Kunsthalle Lissabon presents Mounira Al Solh: The Sea is a Stereo
Mounira Al Solh: The Sea is a Stereo
|
Info
Opening date: December 3 - 10 p.m. From December 4 to January 22 Thursday to Saturday: 3 p.m. – 7 p.m.
Contact
info@kunsthalle-lissabon.org
+351 91 2045650
Address
http://kunsthalle-lissabon.org/
Kunsthalle Lissabon
Rua Rosa Araújo 7-9
1250-194 Lisbon
Portugal
Kunsthalle Lissabon is proud to present, for the first time in Portugal, the work of Lebanese artist Mounira Al Solh. Al Solh's practice utilizes an ironic and fictional strategy as well as a self-reflexive position to investigate everyday reality, thus questioning what is perceived as normal by others.
The project The Sea is a Stereo introduces us to a group of men who live in Beirut and who swim in the sea everyday regardless of the circumstances: rain, wind or war. Their obsessive swimming behavior appears as an act of resistance against the impossibility of leading a 'normal' everyday life in their own country. This struggle for normality takes a sudden twist when the artist quite literally speaks for the men, dubbing their own voices. Al Solh uses her own voice not only to expose the vulnerability of their behavior but also as a way of exposing the fiction of 'normality'.
In the video Paris Without a Sea, one of the elements that constitutes The Sea is a Stereo, Al Solh focuses on interviews that she did with the men. Usually, making an interview presupposes that there should be an interviewer and an interviewee, and that the two stand on different sides; that they are two different entities or units. This video tries to defy this presupposition, without really changing it. The questions begin by asking very basic things that are so banal that they are usually taken for granted. Sometimes the exaggerated fast rhythm of the video, and these surprising questions and answers from the men (that are even more surprising) make the video slide into the absurd, where appropriation and performance constitute underlying strong components of the work.

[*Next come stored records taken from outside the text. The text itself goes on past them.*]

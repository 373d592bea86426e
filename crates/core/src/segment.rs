//! The question segmenter: a forgiving state machine over normalized lines.
//!
//! Classification rules are evaluated per line in a fixed order, first match
//! wins (see the body of [`segment`]). Anything that does not open, extend,
//! or close a question is boilerplate and is dropped. The segmenter trusts
//! the page-then-top-then-left ordering of its input.

use std::collections::{BTreeMap, BTreeSet};

use regex::Regex;

use crate::markers;
use crate::model::{Answer, Line, PageBounds, Question, Section};
use crate::repair::{repair_answers, RepairOutcome};

/// Where an open question currently accepts lines.
#[derive(Debug, Clone, Copy, PartialEq, Eq)]
enum SegmentState {
    CollectingQuestion,
    CollectingAnswers,
}

/// A question under assembly. Owned exclusively by the segmenter; finalized
/// into an immutable [`Question`] when the next header arrives or input ends.
#[derive(Debug)]
struct OpenQuestion {
    display_number: String,
    question_number: Option<u32>,
    section: Section,
    question_lines: Vec<String>,
    answers: Vec<Answer>,
    bounds: BTreeMap<u32, PageBounds>,
    pages: BTreeSet<u32>,
    state: SegmentState,
}

impl OpenQuestion {
    fn open(header: &Line, section: Section) -> Self {
        let text = header.text.trim();
        let mut question = Self {
            display_number: text.to_string(),
            question_number: markers::parse_question_number(text),
            section,
            question_lines: Vec::new(),
            answers: Vec::new(),
            bounds: BTreeMap::new(),
            pages: BTreeSet::new(),
            state: SegmentState::CollectingQuestion,
        };
        question.touch(header);
        question
    }

    /// Record that `line` contributed to this question: expand the per-page
    /// extent and the page set.
    fn touch(&mut self, line: &Line) {
        self.bounds
            .entry(line.page)
            .and_modify(|b| b.expand(&line.bbox))
            .or_insert_with(|| PageBounds::from_bbox(&line.bbox));
        self.pages.insert(line.page);
    }

    fn question_text(&self) -> String {
        self.question_lines.join(" ").trim().to_string()
    }

    /// Close the question: join and clean the body, drop empty answers,
    /// apply answer repair, and assign the emission-order id.
    fn finalize(self, id: usize) -> (Question, RepairOutcome) {
        let mut text = self.question_text();
        text = strip_leading_enumerator(&text);

        let mut answers: Vec<Answer> = self
            .answers
            .into_iter()
            .map(|a| Answer::new(a.text.trim()))
            .filter(|a| !a.text.is_empty())
            .collect();
        let repair = repair_answers(&mut answers);

        let question = Question {
            id,
            display_number: self.display_number,
            question_number: self.question_number,
            section: self.section,
            question: text,
            answers,
            pages: self.pages.into_iter().collect(),
            images: Vec::new(),
            correct_answer_index: None,
            bounds: self.bounds,
            claimed_images: Vec::new(),
        };
        (question, repair)
    }
}

/// A question where answer repair matched (possibly ambiguously).
#[derive(Debug, Clone)]
pub struct RepairFlag {
    pub question_id: usize,
    pub display_number: String,
    pub applied: &'static str,
    pub also_applicable: Vec<&'static str>,
}

impl RepairFlag {
    pub fn is_ambiguous(&self) -> bool {
        !self.also_applicable.is_empty()
    }
}

/// Result of one segmentation pass.
#[derive(Debug)]
pub struct SegmentOutcome {
    pub questions: Vec<Question>,
    pub repairs: Vec<RepairFlag>,
    /// Section context after the last line, for callers that feed documents
    /// in chunks.
    pub section: Section,
}

/// The header already carries the number; an inline "12." prefix on the body
/// is duplicate enumeration noise.
fn strip_leading_enumerator(text: &str) -> String {
    let re = Regex::new(r"^\d+\.\s*").unwrap();
    re.replace(text, "").into_owned()
}

fn word_count(text: &str) -> usize {
    text.split_whitespace().count()
}

fn ends_sentence_like(text: &str) -> bool {
    let t = text.trim_end();
    markers::ends_with_ellipsis(t) || t.ends_with('?') || t.ends_with('.')
}

/// Assemble question records from the normalized, merged line sequence.
///
/// Pure in `(lines, initial_section)`: the running section context enters as
/// a parameter and leaves in the outcome instead of living in ambient state.
pub fn segment(lines: &[Line], initial_section: Section) -> SegmentOutcome {
    let mut section = initial_section;
    let mut open: Option<OpenQuestion> = None;
    let mut questions: Vec<Question> = Vec::new();
    let mut repairs: Vec<RepairFlag> = Vec::new();

    let mut finalize_into =
        |open: OpenQuestion, questions: &mut Vec<Question>, repairs: &mut Vec<RepairFlag>| {
            let (question, repair) = open.finalize(questions.len() + 1);
            if let Some(applied) = repair.applied {
                repairs.push(RepairFlag {
                    question_id: question.id,
                    display_number: question.display_number.clone(),
                    applied,
                    also_applicable: repair.also_applicable,
                });
            }
            questions.push(question);
        };

    for (index, line) in lines.iter().enumerate() {
        let text = line.text.trim();

        // 1. Page labels, even when a stray bullet precedes them.
        let unbulleted = markers::strip_bullet(text).unwrap_or(text);
        if markers::is_page_label(unbulleted) {
            continue;
        }

        // 2. Copyright footers.
        if markers::is_copyright(text) {
            continue;
        }

        // 3./4. Section markers update the running context only.
        if markers::is_part_marker(text) {
            section.part = Some(text.to_string());
            continue;
        }
        if markers::is_topic_marker(text) {
            section.topic = Some(text.to_string());
            continue;
        }

        // 5. Document-meta boilerplate.
        if markers::is_meta_marker(text) {
            continue;
        }

        // 6. Question headers close the open question and start the next.
        if markers::is_question_header(text) {
            if let Some(finished) = open.take() {
                finalize_into(finished, &mut questions, &mut repairs);
            }
            open = Some(OpenQuestion::open(line, section.clone()));
            continue;
        }

        // 7. Pre-amble noise before the first header.
        let Some(question) = open.as_mut() else {
            continue;
        };

        // 8. Bullet-prefixed lines start a new answer option.
        if let Some(option_text) = markers::strip_bullet(text) {
            question.answers.push(Answer::new(option_text));
            question.state = SegmentState::CollectingAnswers;
            question.touch(line);
            continue;
        }

        // 9. Non-bullet lines inside the answer list continue the last option.
        if question.state == SegmentState::CollectingAnswers && !question.answers.is_empty() {
            let last = question.answers.last_mut().unwrap();
            last.text = format!("{} {}", last.text, text);
            question.touch(line);
            continue;
        }

        // 10. Inline-image captions inside the prompt are dropped.
        if markers::is_image_label(text) {
            continue;
        }

        // 11a. An ellipsis prompt followed by a terminated phrase: the phrase
        // is the first answer, its bullet was lost.
        if markers::ends_with_ellipsis(&question.question_text()) && text.ends_with('.') {
            question.answers.push(Answer::new(text));
            question.state = SegmentState::CollectingAnswers;
            question.touch(line);
            continue;
        }

        // 11b. A short unterminated line directly before a bullet option is
        // an answer that slipped ahead of its own bullet.
        let next_is_bullet = lines
            .get(index + 1)
            .is_some_and(|next| markers::strip_bullet(next.text.trim()).is_some());
        if word_count(text) <= 3 && !ends_sentence_like(text) && next_is_bullet {
            question.answers.push(Answer::new(text));
            question.state = SegmentState::CollectingAnswers;
            question.touch(line);
            continue;
        }

        // 12. Everything else is prompt text.
        question.question_lines.push(text.to_string());
        question.touch(line);
    }

    if let Some(finished) = open {
        finalize_into(finished, &mut questions, &mut repairs);
    }

    SegmentOutcome {
        questions,
        repairs,
        section,
    }
}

Let's Not Swim Then!, also a part of the project, is a video based on different scenes of the swimmers filmed individually or in groups as they are on the beach or going there. These scenes were filmed between 2006 and 2008 at different locations on the public beach in Beirut, and during different times of the year. Each of the scenes is followed by remarks that some of the men made after watching a playback. The remarks are the thread that binds the scenes together, clarifying the relationship of the men with the coast line in Beirut and the shrinking public beaches where they swim. In a very realistic rhythm, the scenes intimately show us the daily engagement of the men: how they struggle daily to find the right spot for swimming in Beirut, and where each one of them prefers to swim. We also witness their activities and conversations while they are on the beach.
Also being presented as part of her project for Kunsthalle Lissabon is Al Solh's magazine NOA (Not Only Arabic). NOA is conceived as an experimental gesture situated halfway between exclusive magazine and performance. The second issue, produced by and launched during the 11th Istanbul Biennial under the title Arrest Buried Under Something Else (2009) deals with the various concepts and notions of arrest. It features contributions by Mohammed Abi Samra, Alena Alexandrova, Amal Issa, Zachary Formwalt, Erden Kosova, and others. The magazine will only be available for reading during a limited period of time and by appointment only. Please call to +351 912045650 to schedule a reading.
Mounira Al Solh was born in Beirut, Lebanon, in 1978. She lives and works in Beirut and Amsterdam. Al Solh studied painting at the Lebanese University in Beirut, and Fine Arts at the Gerrit Rietveld Academy in Amsterdam. Between 2006 and 2008, she was a resident at the Rijksakademie in Amsterdam. Her work is multidisciplinary, oscillating between video, installation, writing, photography and painting. Al Solh has been working on issues related to Lebanese immigrants, with both physical and mind-set manifestations, as well as Lebanese socio-political and religious conflicts. Her approach is not documentary but fictional, even fantastic. While transforming dramatic situations into ironical ones, she seems to be making conscious periodic parallels between socio-political issues and aesthetics. She frequently appropriates other artworks, and often metamorphoses into other characters, mainly fictional artists. Most recently, she received the Uriòt Prize from the Rijksakademie and showed work in the 11th International Istanbul Biennial (2009). Her video Rawane's Song was screened in several film festivals, amongst them VideoBrasil that gave it the jury's prize for 2007. Her video installation As If I Don't Fit There was part of 'Forward' at the first Lebanese Pavilion at the 52nd Venice Biennale in 2007, and at the exhibition 'Be(com)ing Dutch' at the Van Abbemuseum in Eindhoven. Al Solh is one of the participating artists of Manifesta 8, happening this Fall in Murcia, Spain.